**DATASET RECORDS:**

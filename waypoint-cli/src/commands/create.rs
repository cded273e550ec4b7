//! `waypoint create`: scaffold a new migration file.

use anyhow::{Context, Result};
use clap::Args;

use super::GlobalArgs;

/// Arguments for `waypoint create`.
#[derive(Args, Debug)]
pub struct CreateArgs {
    /// Words of the migration name, e.g. `add users table`.
    #[arg(value_name = "NAME")]
    pub name: Vec<String>,
}

impl CreateArgs {
    pub fn run(self, global: &GlobalArgs) -> Result<()> {
        let mut config = global.config()?;
        config.set_args(self.name);
        global
            .migrator(config)
            .create()
            .context("failed to create migration")?;
        Ok(())
    }
}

**BRIEF:** Transcribe all of the material exactly as it appears.

**RESPONSE:**
filename waypoint-cli/src/commands/create.rs
repository cded273e550ec4b7
//! `waypoint create`: scaffold a new migration file.

use anyhow::{Context, Result};
use clap::Args;

use super::GlobalArgs;

/// Arguments for `waypoint create`.
#[derive(Args, Debug)]
pub struct CreateArgs {
    /// Words of the migration name, e.g. `add users table`.
    #[arg(value_name = "NAME")]
    pub name: Vec<String>,
}

impl CreateArgs {
    pub fn run(self, global: &GlobalArgs) -> Result<()> {
        let mut config = global.config()?;
        config.set_args(self.name);
        global
            .migrator(config)
            .create()
            .context("failed to create migration")?;
        Ok(())
    }
}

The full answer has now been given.